What you have to do: For each entry that follows, produce an exact copy.

(Saved data entries)
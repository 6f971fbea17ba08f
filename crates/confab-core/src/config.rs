use std::net::{IpAddr, Ipv4Addr, SocketAddr};
use std::time::Duration;

use crate::room::SPAWN_CONTEXT_LIMIT;

/// Server configuration.
#[derive(Debug, Clone)]
pub struct ServerConfig {
    /// Bind address (default: 127.0.0.1:8080).
    pub bind: SocketAddr,
    /// Per-room envelope retention cap.
    pub max_history: usize,
    /// Interval between server→client pings.
    pub heartbeat_interval: Duration,
    /// Close the connection after this duration without any inbound frame.
    pub idle_timeout: Duration,
    /// Inbound frame size cap.
    pub max_frame_bytes: usize,
    /// Number of trailing envelopes carried as context on a spawn signal.
    pub context_limit: usize,
}

impl Default for ServerConfig {
    fn default() -> Self {
        Self {
            bind: SocketAddr::new(IpAddr::V4(Ipv4Addr::LOCALHOST), 8080),
            max_history: 1000,
            heartbeat_interval: Duration::from_secs(54),
            idle_timeout: Duration::from_secs(60),
            max_frame_bytes: 64 * 1024,
            context_limit: SPAWN_CONTEXT_LIMIT,
        }
    }
}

Completed task:
repository 6f971fbea17ba08f
filename crates/confab-core/src/config.rs
use std::net::{IpAddr, Ipv4Addr, SocketAddr};
use std::time::Duration;

use crate::room::SPAWN_CONTEXT_LIMIT;

/// Server configuration.
#[derive(Debug, Clone)]
pub struct ServerConfig {
    /// Bind address (default: 127.0.0.1:8080).
    pub bind: SocketAddr,
    /// Per-room envelope retention cap.
    pub max_history: usize,
    /// Interval between server→client pings.
    pub heartbeat_interval: Duration,
    /// Close the connection after this duration without any inbound frame.
    pub idle_timeout: Duration,
    /// Inbound frame size cap.
    pub max_frame_bytes: usize,
    /// Number of trailing envelopes carried as context on a spawn signal.
    pub context_limit: usize,
}

impl Default for ServerConfig {
    fn default() -> Self {
        Self {
            bind: SocketAddr::new(IpAddr::V4(Ipv4Addr::LOCALHOST), 8080),
            max_history: 1000,
            heartbeat_interval: Duration::from_secs(54),
            idle_timeout: Duration::from_secs(60),
            max_frame_bytes: 64 * 1024,
            context_limit: SPAWN_CONTEXT_LIMIT,
        }
    }
}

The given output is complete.